* [TASK DIRECTIONS]
List all lines in the material below that contain "operation".

━━━━━ DATA TO EXAMINE

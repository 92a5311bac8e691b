//! CPU dispatch layer
//!
//! `Kernel` is the one object the rest of the system talks to. It owns the
//! per-core control blocks and the Director, and turns the scheduler's
//! `Switch` decisions into real context switches on the calling core.
//!
//! Every operation runs on the calling core: it masks interrupts, locks that
//! core's scheduler, first drains whatever other cores left in its inbox,
//! then performs the operation. The context switch itself happens after the
//! scheduler lock is released; interrupts stay masked until the task that
//! switched away is resumed and its guard is dropped.
//!
//! Lock order: core scheduler, then Director, then a core inbox.

pub mod ipi;
pub mod percpu;

use alloc::boxed::Box;
use alloc::collections::VecDeque;
use alloc::vec::Vec;

use spin::Mutex;

use crate::config::{KernelConfig, MAX_CPUS};
use crate::error::{KernelError, KernelResult};
use crate::ipc::{Message, MessageFilter, Payload, Recipient, ServiceMessage, KERNEL_SENDER};
use crate::log::LogContext;
use crate::metrics::KernelMetrics;
use crate::sched::director::Director;
use crate::sched::launcher::TaskLauncher;
use crate::sched::{
    BlockReason, PreparedSwitch, Priority, ReceiveOutcome, Scheduler, Switch, Task, TaskId,
};
use crate::traits::{InterruptGuard, Platform, TimerMode};
use ipi::{broadcast_ipi, IpiKind};
use percpu::{CoreBlock, CoreFlags};

/// Where `schedule_task` put a task
#[derive(Debug, Clone, Copy, PartialEq, Eq)]
pub enum Placement {
    Core(usize),
    /// No core is online yet; released by the first `bring_up_core`
    Parked,
}

pub struct Kernel<P: Platform> {
    config: KernelConfig,
    platform: P,
    cores: Vec<CoreBlock>,
    director: Mutex<Director>,
    launcher: TaskLauncher,
    metrics: KernelMetrics,
}
/// Architecture support

pub mod x86_64;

━━━━━━━━━━

* [RESULT OF THIS TASK]
//! Every operation runs on the calling core: it masks interrupts, locks that
//! then performs the operation. The context switch itself happens after the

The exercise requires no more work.